-- Task objective --
Write out again, exactly, the lines below starting at the one with "impl RunEventSink for" and ending at the one with "use crate::validation::ConfigValidator;".

-- Task inputs --
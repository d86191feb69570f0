pub mod health;
pub mod metrics;
pub mod scheduler;
pub mod tasks;
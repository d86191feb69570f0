use std::sync::Arc;

use axum::{
    middleware::from_fn,
    routing::{get, post},
    Router,
};
use metrics_exporter_prometheus::PrometheusHandle;
use scheduler_dispatcher::Scheduler;

use crate::handlers::{
    health::health_check,
    metrics::get_metrics,
    scheduler::get_scheduler_status,
    tasks::{disable_task, enable_task, get_task, list_tasks, run_task, update_interval},
};
use crate::middleware::{cors_layer, request_logging, trace_layer};

/// API应用状态
#[derive(Clone)]
pub struct AppState {
    pub scheduler: Arc<Scheduler>,
    /// 未启用指标时为 None
    pub metrics: Option<PrometheusHandle>,
}

impl AppState {
    pub fn new(scheduler: Arc<Scheduler>) -> Self {
        Self {
            scheduler,
            metrics: None,
        }
    }

    pub fn with_metrics(mut self, handle: PrometheusHandle) -> Self {
        self.metrics = Some(handle);
        self
    }
}

/// 创建API路由
pub fn create_routes(state: AppState, metrics_endpoint: &str) -> Router {
    Router::new()
        // 健康检查
        .route("/health", get(health_check))
        // 任务管理
        .route("/api/tasks", get(list_tasks))
        .route("/api/tasks/{name}", get(get_task))
        .route("/api/tasks/{name}/enable", post(enable_task))
        .route("/api/tasks/{name}/disable", post(disable_task))
        .route("/api/tasks/{name}/interval", post(update_interval))
        .route("/api/tasks/{name}/run", post(run_task))
        // 调度器状态与指标
        .route("/api/scheduler", get(get_scheduler_status))
        .route(metrics_endpoint, get(get_metrics))
        .with_state(state)
}

/// 带中间件的完整应用
pub fn create_app(state: AppState, metrics_endpoint: &str, cors_enabled: bool) -> Router {
    let router = create_routes(state, metrics_endpoint)
        .layer(from_fn(request_logging))
        .layer(trace_layer());
    if cors_enabled {
        router.layer(cors_layer())
    } else {
        router
    }
}
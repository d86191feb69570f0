use axum::{extract::State, Json};
use serde_json::{json, Value};

use crate::routes::AppState;

pub async fn health_check(State(state): State<AppState>) -> Json<Value> {
    Json(json!({
        "status": "ok",
        "scheduler": state.scheduler.state(),
        "timestamp": chrono::Utc::now().to_rfc3339(),
        "service": "recurring-scheduler",
        "version": env!("CARGO_PKG_VERSION")
    }))
}
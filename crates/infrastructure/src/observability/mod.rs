//! Observability module
//!
//! 结构化日志、Prometheus指标，以及把运行事件分发到两者的 [`ObservabilityEventSink`]。

pub mod event_sink;
pub mod metrics_collector;
pub mod structured_logger;

pub use event_sink::ObservabilityEventSink;
pub use metrics_collector::MetricsCollector;
pub use structured_logger::StructuredLogger;
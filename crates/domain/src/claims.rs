use std::collections::HashMap;
use std::sync::atomic::{AtomicBool, Ordering};
use std::sync::{Arc, PoisonError, RwLock};

/// 任务运行标记
///
/// 每个任务一个 `AtomicBool`，认领通过 compare-and-swap 完成，
/// 不需要跨任务的全局锁。标记只存在于进程内存中，进程重启后全部为 false。
#[derive(Debug, Default)]
pub struct RunningFlags {
    flags: RwLock<HashMap<i64, Arc<AtomicBool>>>,
}

impl RunningFlags {
    pub fn new() -> Self {
        Self::default()
    }

    fn flag(&self, task_id: i64) -> Arc<AtomicBool> {
        if let Some(flag) = self
            .flags
            .read()
            .unwrap_or_else(PoisonError::into_inner)
            .get(&task_id)
        {
            return flag.clone();
        }
        self.flags
            .write()
            .unwrap_or_else(PoisonError::into_inner)
            .entry(task_id)
            .or_default()
            .clone()
    }

    /// 原子地把标记从 false 置为 true，成功返回 true
    pub fn try_claim(&self, task_id: i64) -> bool {
        self.flag(task_id)
            .compare_exchange(false, true, Ordering::AcqRel, Ordering::Acquire)
            .is_ok()
    }

    pub fn release(&self, task_id: i64) {
        self.flag(task_id).store(false, Ordering::Release);
    }

    pub fn is_running(&self, task_id: i64) -> bool {
        self.flags
            .read()
            .unwrap_or_else(PoisonError::into_inner)
            .get(&task_id)
            .map(|flag| flag.load(Ordering::Acquire))
            .unwrap_or(false)
    }

    pub fn running_count(&self) -> usize {
        self.flags
            .read()
            .unwrap_or_else(PoisonError::into_inner)
            .values()
            .filter(|flag| flag.load(Ordering::Acquire))
            .count()
    }

    /// 清除所有标记
    pub fn reset(&self) {
        self.flags
            .write()
            .unwrap_or_else(PoisonError::into_inner)
            .clear();
    }
}
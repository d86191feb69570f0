//! 调度协调器与生命周期管理

pub mod coordinator;
pub mod lifecycle;
pub mod settings;

pub use coordinator::{DrainReport, Scheduler, SchedulerState, TickReport};
pub use lifecycle::LifecycleManager;
pub use settings::SchedulerSettings;
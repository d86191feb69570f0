//! 运行事件
//!
//! 每次运行结束（无论成功与否）都会产生一条 [`RunEvent`]，
//! 交给日志/指标等观测组件处理。

use async_trait::async_trait;
use chrono::{DateTime, Utc};
use serde::{Deserialize, Serialize};

/// 运行结果
#[derive(Debug, Clone, Copy, PartialEq, Eq, Hash, Serialize, Deserialize)]
#[serde(rename_all = "snake_case")]
pub enum RunOutcome {
    Succeeded,
    Failed,
    TimedOut,
    /// 因关闭而取消，不算失败
    Cancelled,
}

impl RunOutcome {
    pub fn is_success(&self) -> bool {
        matches!(self, RunOutcome::Succeeded)
    }

    /// 失败和超时会触发 StopOnError
    pub fn is_failure(&self) -> bool {
        matches!(self, RunOutcome::Failed | RunOutcome::TimedOut)
    }

    pub fn as_str(&self) -> &'static str {
        match self {
            RunOutcome::Succeeded => "succeeded",
            RunOutcome::Failed => "failed",
            RunOutcome::TimedOut => "timed_out",
            RunOutcome::Cancelled => "cancelled",
        }
    }
}

impl std::fmt::Display for RunOutcome {
    fn fmt(&self, f: &mut std::fmt::Formatter<'_>) -> std::fmt::Result {
        f.write_str(self.as_str())
    }
}

/// 运行触发方式
#[derive(Debug, Clone, Copy, PartialEq, Eq, Hash, Serialize, Deserialize)]
#[serde(rename_all = "snake_case")]
pub enum RunTrigger {
    Scheduled,
    /// 运维人员通过管理接口立即触发
    Manual,
}

impl RunTrigger {
    pub fn as_str(&self) -> &'static str {
        match self {
            RunTrigger::Scheduled => "scheduled",
            RunTrigger::Manual => "manual",
        }
    }
}

/// 一次运行的结构化记录
#[derive(Debug, Clone, PartialEq, Serialize, Deserialize)]
pub struct RunEvent {
    pub task_id: i64,
    pub task_name: String,
    pub kind: String,
    pub trigger: RunTrigger,
    pub started_at: DateTime<Utc>,
    pub duration_ms: u64,
    pub outcome: RunOutcome,
    pub error_detail: Option<String>,
}

impl RunEvent {
    pub fn is_error(&self) -> bool {
        self.outcome.is_failure()
    }
}

/// 运行事件接收方
#[async_trait]
pub trait RunEventSink: Send + Sync {
    async fn emit(&self, event: &RunEvent);
}

/// 丢弃所有事件
#[derive(Debug, Clone, Copy, Default)]
pub struct NoopEventSink;

#[async_trait]
impl RunEventSink for NoopEventSink {
    async fn emit(&self, _event: &RunEvent) {}
}
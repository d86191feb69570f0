use anyhow::{Context, Result};
use config::{Config as ConfigBuilder, Environment, File, FileFormat};
use serde::{Deserialize, Serialize};
use std::path::Path;

use super::{
    api_observability::{ApiConfig, ObservabilityConfig},
    database::DatabaseConfig,
    scheduler::SchedulerConfig,
    tasks::{validate_task_seeds, TaskSeedConfig},
};
use crate::validation::ConfigValidator;

#[derive(Debug, Clone, Default, Serialize, Deserialize)]
pub struct AppConfig {
    #[serde(default)]
    pub database: DatabaseConfig,
    #[serde(default)]
    pub scheduler: SchedulerConfig,
    #[serde(default)]
    pub api: ApiConfig,
    #[serde(default)]
    pub observability: ObservabilityConfig,
    #[serde(default)]
    pub tasks: Vec<TaskSeedConfig>,
}

const DEFAULT_PATHS: [&str; 3] = [
    "config/scheduler.toml",
    "scheduler.toml",
    "/etc/scheduler/config.toml",
];

impl AppConfig {
    /// 加载配置：默认值 < 配置文件 < `SCHEDULER_` 前缀的环境变量
    ///
    /// 环境变量用双下划线分隔层级，例如
    /// `SCHEDULER_SCHEDULER__TICK_INTERVAL_SECONDS=10`。
    pub fn load(config_path: Option<&str>) -> Result<Self> {
        let defaults = AppConfig::default();
        let mut builder = ConfigBuilder::builder()
            .set_default("database.url", defaults.database.url.clone())?
            .set_default("database.max_connections", defaults.database.max_connections)?
            .set_default(
                "scheduler.tick_interval_seconds",
                defaults.scheduler.tick_interval_seconds,
            )?
            .set_default(
                "scheduler.drain_timeout_seconds",
                defaults.scheduler.drain_timeout_seconds,
            )?
            .set_default(
                "scheduler.default_task_timeout_seconds",
                defaults.scheduler.default_task_timeout_seconds,
            )?
            .set_default(
                "scheduler.max_store_backoff_seconds",
                defaults.scheduler.max_store_backoff_seconds,
            )?
            .set_default("api.enabled", defaults.api.enabled)?
            .set_default("api.bind_address", defaults.api.bind_address.clone())?
            .set_default("api.cors_enabled", defaults.api.cors_enabled)?
            .set_default("observability.log_level", defaults.observability.log_level.clone())?
            .set_default("observability.log_format", "pretty")?
            .set_default(
                "observability.metrics_enabled",
                defaults.observability.metrics_enabled,
            )?
            .set_default(
                "observability.metrics_endpoint",
                defaults.observability.metrics_endpoint.clone(),
            )?;

        if let Some(path) = config_path {
            if Path::new(path).exists() {
                builder = builder.add_source(File::new(path, FileFormat::Toml));
            } else {
                return Err(anyhow::anyhow!("配置文件不存在: {}", path));
            }
        } else if let Some(path) = DEFAULT_PATHS.iter().find(|p| Path::new(p).exists()) {
            builder = builder.add_source(File::new(path, FileFormat::Toml));
        }

        builder = builder.add_source(
            Environment::with_prefix("SCHEDULER")
                .prefix_separator("_")
                .separator("__")
                .try_parsing(true),
        );

        let config: AppConfig = builder
            .build()
            .context("构建配置失败")?
            .try_deserialize()
            .context("反序列化配置失败")?;

        config.validate()?;

        Ok(config)
    }

    pub fn from_toml(toml_str: &str) -> Result<Self> {
        let config: AppConfig = toml::from_str(toml_str).context("解析TOML配置失败")?;
        config.validate()?;
        Ok(config)
    }

    pub fn to_toml(&self) -> Result<String> {
        toml::to_string_pretty(self).context("序列化配置为TOML失败")
    }
}

impl ConfigValidator for AppConfig {
    fn validate(&self) -> crate::ConfigResult<()> {
        self.database.validate()?;
        self.scheduler.validate()?;
        self.api.validate()?;
        self.observability.validate()?;
        validate_task_seeds(&self.tasks)?;
        Ok(())
    }
}

#[cfg(test)]
mod tests {
    use super::*;
    use crate::LogFormat;
    use std::io::Write;

    const SAMPLE: &str = r#"
[database]
url = "sqlite::memory:"
max_connections = 1

[scheduler]
tick_interval_seconds = 2
drain_timeout_seconds = 10
default_task_timeout_seconds = 120
max_store_backoff_seconds = 30

[api]
enabled = true
bind_address = "0.0.0.0:9000"
cors_enabled = false

[observability]
log_level = "debug"
log_format = "json"
metrics_enabled = true
metrics_endpoint = "/metrics"

[[tasks]]
name = "ping"
kind = "keep_alive"
interval_seconds = 300
parameters = { url = "http://localhost:9000/health" }

[[tasks]]
name = "purge"
kind = "shell"
interval_seconds = 3600
enabled = false
stop_on_error = true
timeout_seconds = 60
parameters = { command = "echo", args = ["purge"] }
"#;

    #[test]
    fn test_app_config_default() {
        let config = AppConfig::default();
        assert_eq!(config.database.url, "sqlite://scheduler.db");
        assert_eq!(config.scheduler.tick_interval_seconds, 5);
        assert_eq!(config.scheduler.drain_timeout_seconds, 30);
        assert!(config.tasks.is_empty());
        assert!(config.validate().is_ok());
    }

    #[test]
    fn test_app_config_from_toml() {
        let config = AppConfig::from_toml(SAMPLE).expect("Failed to parse TOML");
        assert_eq!(config.scheduler.tick_interval_seconds, 2);
        assert_eq!(config.api.bind_address, "0.0.0.0:9000");
        assert_eq!(config.observability.log_format, LogFormat::Json);
        assert_eq!(config.tasks.len(), 2);

        let purge = &config.tasks[1];
        assert!(!purge.enabled);
        assert!(purge.stop_on_error);
        assert_eq!(purge.timeout_seconds, Some(60));
        assert_eq!(purge.parameters["command"], "echo");

        // 未写明的字段取默认值
        assert!(config.tasks[0].enabled);
        assert!(!config.tasks[0].stop_on_error);
    }

    #[test]
    fn test_partial_toml_uses_section_defaults() {
        let config = AppConfig::from_toml(
            r#"
[api]
enabled = false
bind_address = "127.0.0.1:1"
cors_enabled = false
"#,
        )
        .expect("Failed to parse TOML");
        assert!(!config.api.enabled);
        assert_eq!(config.scheduler.tick_interval_seconds, 5);
    }

    #[test]
    fn test_partial_sections_fill_missing_keys() {
        let config = AppConfig::from_toml(
            r#"
[database]
url = "sqlite::memory:"

[scheduler]
tick_interval_seconds = 1
drain_timeout_seconds = 5
max_store_backoff_seconds = 4

[api]
enabled = true

[observability]
log_level = "debug"
"#,
        )
        .expect("Failed to parse TOML");

        assert_eq!(config.database.url, "sqlite::memory:");
        assert_eq!(
            config.database.max_connections,
            DatabaseConfig::default().max_connections
        );
        assert_eq!(config.scheduler.tick_interval_seconds, 1);
        assert_eq!(config.scheduler.default_task_timeout_seconds, 0);
        assert!(config.api.enabled);
        assert_eq!(config.api.bind_address, ApiConfig::default().bind_address);
        assert_eq!(config.observability.log_level, "debug");
        assert_eq!(
            config.observability.metrics_endpoint,
            ObservabilityConfig::default().metrics_endpoint
        );
    }

    #[test]
    fn test_invalid_task_rejected() {
        let toml_str = r#"
[[tasks]]
name = "broken"
kind = "shell"
interval_seconds = 0
"#;
        assert!(AppConfig::from_toml(toml_str).is_err());
    }

    #[test]
    fn test_to_toml_round_trip() {
        let config = AppConfig::from_toml(SAMPLE).unwrap();
        let rendered = config.to_toml().unwrap();
        let reparsed = AppConfig::from_toml(&rendered).unwrap();
        assert_eq!(reparsed.tasks.len(), 2);
        assert_eq!(reparsed.scheduler.max_store_backoff_seconds, 30);
    }

    #[test]
    fn test_load_from_file() {
        let mut file = tempfile::Builder::new().suffix(".toml").tempfile().unwrap();
        file.write_all(SAMPLE.as_bytes()).unwrap();

        let path = file.path().to_str().unwrap();
        let config = AppConfig::load(Some(path)).expect("Failed to load config");
        assert_eq!(config.scheduler.default_task_timeout_seconds, 120);
        assert_eq!(config.tasks[0].name, "ping");
    }

    #[test]
    fn test_load_missing_file_fails() {
        assert!(AppConfig::load(Some("/nonexistent/scheduler.toml")).is_err());
    }
}
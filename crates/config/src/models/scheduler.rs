use crate::validation::{ConfigValidator, ValidationUtils};
use serde::{Deserialize, Serialize};

/// 调度器运行参数
#[derive(Debug, Clone, Serialize, Deserialize)]
#[serde(default)]
pub struct SchedulerConfig {
    /// 调度循环的唤醒周期
    pub tick_interval_seconds: u64,
    /// 关闭时等待运行中任务的最长时间
    pub drain_timeout_seconds: u64,
    /// 任务未单独配置超时时使用，0 表示不限制
    pub default_task_timeout_seconds: u64,
    /// 存储不可用时退避的上限
    pub max_store_backoff_seconds: u64,
}

impl Default for SchedulerConfig {
    fn default() -> Self {
        Self {
            tick_interval_seconds: 5,
            drain_timeout_seconds: 30,
            default_task_timeout_seconds: 0,
            max_store_backoff_seconds: 60,
        }
    }
}

impl ConfigValidator for SchedulerConfig {
    fn validate(&self) -> crate::ConfigResult<()> {
        ValidationUtils::validate_seconds_range(
            self.tick_interval_seconds,
            3600,
            "scheduler.tick_interval_seconds",
        )?;
        ValidationUtils::validate_seconds_range(
            self.drain_timeout_seconds,
            3600,
            "scheduler.drain_timeout_seconds",
        )?;
        if self.default_task_timeout_seconds > 86400 {
            return Err(crate::ConfigError::Validation(
                "scheduler.default_task_timeout_seconds must be less than or equal to 86400"
                    .to_string(),
            ));
        }
        if self.max_store_backoff_seconds < self.tick_interval_seconds {
            return Err(crate::ConfigError::Validation(
                "scheduler.max_store_backoff_seconds must be at least tick_interval_seconds"
                    .to_string(),
            ));
        }
        Ok(())
    }
}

-- Problem solution --
impl RunEventSink for NoopEventSink {
    async fn emit(&self, _event: &RunEvent) {}
}
repository d86191feb69570f0
use anyhow::{Context, Result};
use config::{Config as ConfigBuilder, Environment, File, FileFormat};
use serde::{Deserialize, Serialize};
use std::path::Path;

use super::{
    api_observability::{ApiConfig, ObservabilityConfig},
    database::DatabaseConfig,
    scheduler::SchedulerConfig,
    tasks::{validate_task_seeds, TaskSeedConfig},
};
use crate::validation::ConfigValidator;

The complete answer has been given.